Two senior consultants, a nurse and assistant asked permission to take an ambulance to one overwhelmed centre, but were stopped by Ministry of Interior police just outside the gates.

"They took them out, put then on their knees and started beating them up," said the worker, who witnessed the scene and said the victims suffered broken fingers.

"They humiliated them, insulted them. One of the doctors he wasn't beaten so harshly, because they wanted to extract information from him. They treat us as terrorists."

That night the staff and those protesters who had taken refuge, had little to eat. "The patients were not able to get anyone to feed them. There were so many problems there. There were no staff in the kitchen," said another worker at the hospital.

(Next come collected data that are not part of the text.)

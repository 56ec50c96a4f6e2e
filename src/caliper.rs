//! Conversion of calipers to raw units
//!
//! Standardized calipers are expressed in population standard deviations of
//! their dimension; the search applies them in raw units, so each one is
//! rescaled here against the columns of the matching-variable matrix. The
//! standard deviation is computed over included units only, with the
//! population convention (divide by n).

use crate::criteria::{Caliper, CaliperTarget};
use crate::error::{MatchError, Result};
use crate::variables::MatchingVariables;

/// Caliper resolved to a matrix column and a raw-unit width
#[derive(Debug, Clone, Copy, PartialEq)]
pub struct RawCaliper {
    /// Column index into the matching-variable matrix
    pub column: usize,
    /// Maximum allowed absolute per-dimension difference, in raw units
    pub width: f64,
}

/// Resolve every caliper against X and convert widths to raw units
///
/// # Errors
///
/// Returns [`MatchError::UnknownCaliperDimension`] when a caliper names a
/// dimension that has no column in X, including a score caliper without a
/// score column.
pub fn normalize_calipers(
    calipers: &[Caliper],
    variables: &MatchingVariables,
) -> Result<Vec<RawCaliper>> {
    let mut raw = Vec::with_capacity(calipers.len());
    for caliper in calipers {
        let column = match &caliper.target {
            CaliperTarget::Score => variables.score_col,
            CaliperTarget::Covariate(name) => variables.column_index(name),
        }
        .ok_or_else(|| MatchError::UnknownCaliperDimension(caliper.target.name().to_string()))?;

        let width = if caliper.standardized {
            caliper.width * variables.matrix.column(column).variance().sqrt()
        } else {
            caliper.width
        };
        raw.push(RawCaliper { column, width });
    }
    Ok(raw)
}

#[cfg(test)]
mod tests {
    use super::*;
    use nalgebra::DMatrix;

    fn variables_with(matrix: DMatrix<f64>, score_col: Option<usize>) -> MatchingVariables {
        let names = (0..matrix.ncols())
            .map(|c| {
                if Some(c) == score_col {
                    "score".to_string()
                } else {
                    format!("x{c}")
                }
            })
            .collect();
        let distance_cols = (0..matrix.ncols()).collect();
        MatchingVariables {
            names,
            matrix,
            distance_cols,
            score_col,
        }
    }

    #[test]
    fn test_standardized_width_scaled_by_population_sd() {
        // Column values 2, 4, 6, 8 have population sd sqrt(5).
        let vars = variables_with(DMatrix::from_vec(4, 1, vec![2.0, 4.0, 6.0, 8.0]), None);
        let raw = normalize_calipers(&[Caliper::covariate("x0", 2.0)], &vars).unwrap();

        assert_eq!(raw.len(), 1);
        assert_eq!(raw[0].column, 0);
        assert!((raw[0].width - 2.0 * 5.0_f64.sqrt()).abs() < 1e-12);
    }

    #[test]
    fn test_raw_width_passed_through() {
        let vars = variables_with(DMatrix::from_vec(3, 1, vec![1.0, 2.0, 3.0]), None);
        let raw = normalize_calipers(&[Caliper::covariate("x0", 0.5).raw()], &vars).unwrap();
        assert_eq!(raw[0].width, 0.5);
    }

    #[test]
    fn test_score_caliper_resolves_to_score_column() {
        let matrix = DMatrix::from_vec(2, 2, vec![1.0, 2.0, 0.3, 0.7]);
        let vars = variables_with(matrix, Some(1));
        let raw = normalize_calipers(&[Caliper::score(0.1).raw()], &vars).unwrap();
        assert_eq!(raw[0].column, 1);
    }

    #[test]
    fn test_score_caliper_without_score_column_rejected() {
        let vars = variables_with(DMatrix::from_vec(2, 1, vec![1.0, 2.0]), None);
        let err = normalize_calipers(&[Caliper::score(0.1)], &vars).unwrap_err();
        assert!(matches!(err, MatchError::UnknownCaliperDimension(dim) if dim == "score"));
    }

    #[test]
    fn test_unknown_dimension_rejected() {
        let vars = variables_with(DMatrix::from_vec(2, 1, vec![1.0, 2.0]), None);
        let err = normalize_calipers(&[Caliper::covariate("height", 1.0)], &vars).unwrap_err();
        assert!(matches!(err, MatchError::UnknownCaliperDimension(dim) if dim == "height"));
    }

    #[test]
    fn test_zero_variance_column_yields_zero_width() {
        let vars = variables_with(DMatrix::from_vec(3, 1, vec![5.0, 5.0, 5.0]), None);
        let raw = normalize_calipers(&[Caliper::covariate("x0", 2.0)], &vars).unwrap();
        assert_eq!(raw[0].width, 0.0);
    }
}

"There were not enough medical staff and they had to deal with emergencies only. One emergency doctor had not slept for four days."

Then, as staff subsisted on biscuits from vending machines and tried to sleep during the early hours, came the moment the had dreaded as the security forces began to storm the building.

"We all had the feeling they would come in," said the first hospital worker. "It was an army operation, a military operation and they strike, they cordon, besiege and then they invade."

But even though staff had foreseen the assault, they were still shocked by its ferocity when it came. Nobody was shot at. But soldiers with their faces covered and their weapons drawn quickly entered the hospital, calling by name for doctors who had outspokenly criticised the regime's use of force.

"All of them had their faces covered as if they were anti-terrorist commandoes. They had special forces written on their shoulders. Those who spoke had Bahraini accents."

Surgeons in operating theatres were stopped mid procedure and ordered to take off their masks. Once inside the soldiers took charge of wards and searched and questioned staff, though did not use their weapons. Cameras were confiscated and locked doors were knocked in.

At least one doctor, Ali Al-Ekri, was arrested for criticising conditions in the hospital.

With the military in full control, all but a skeleton staff were told to leave on Thursday evening. Colleagues had since told the medical worker that all the patients injured in protest clashes had been removed from the hospital on Friday - some from intensive care. It was unclear where they had been taken.

Many were so grievously wounded that Salmaniya - now half empty - was the only place in the kingdom which could treat them.

"There are some horrific injuries, some requiring intensive care," the hospital worker said. "We don't know where these people are now." He said he now feared for his safety for revealing details of the attack.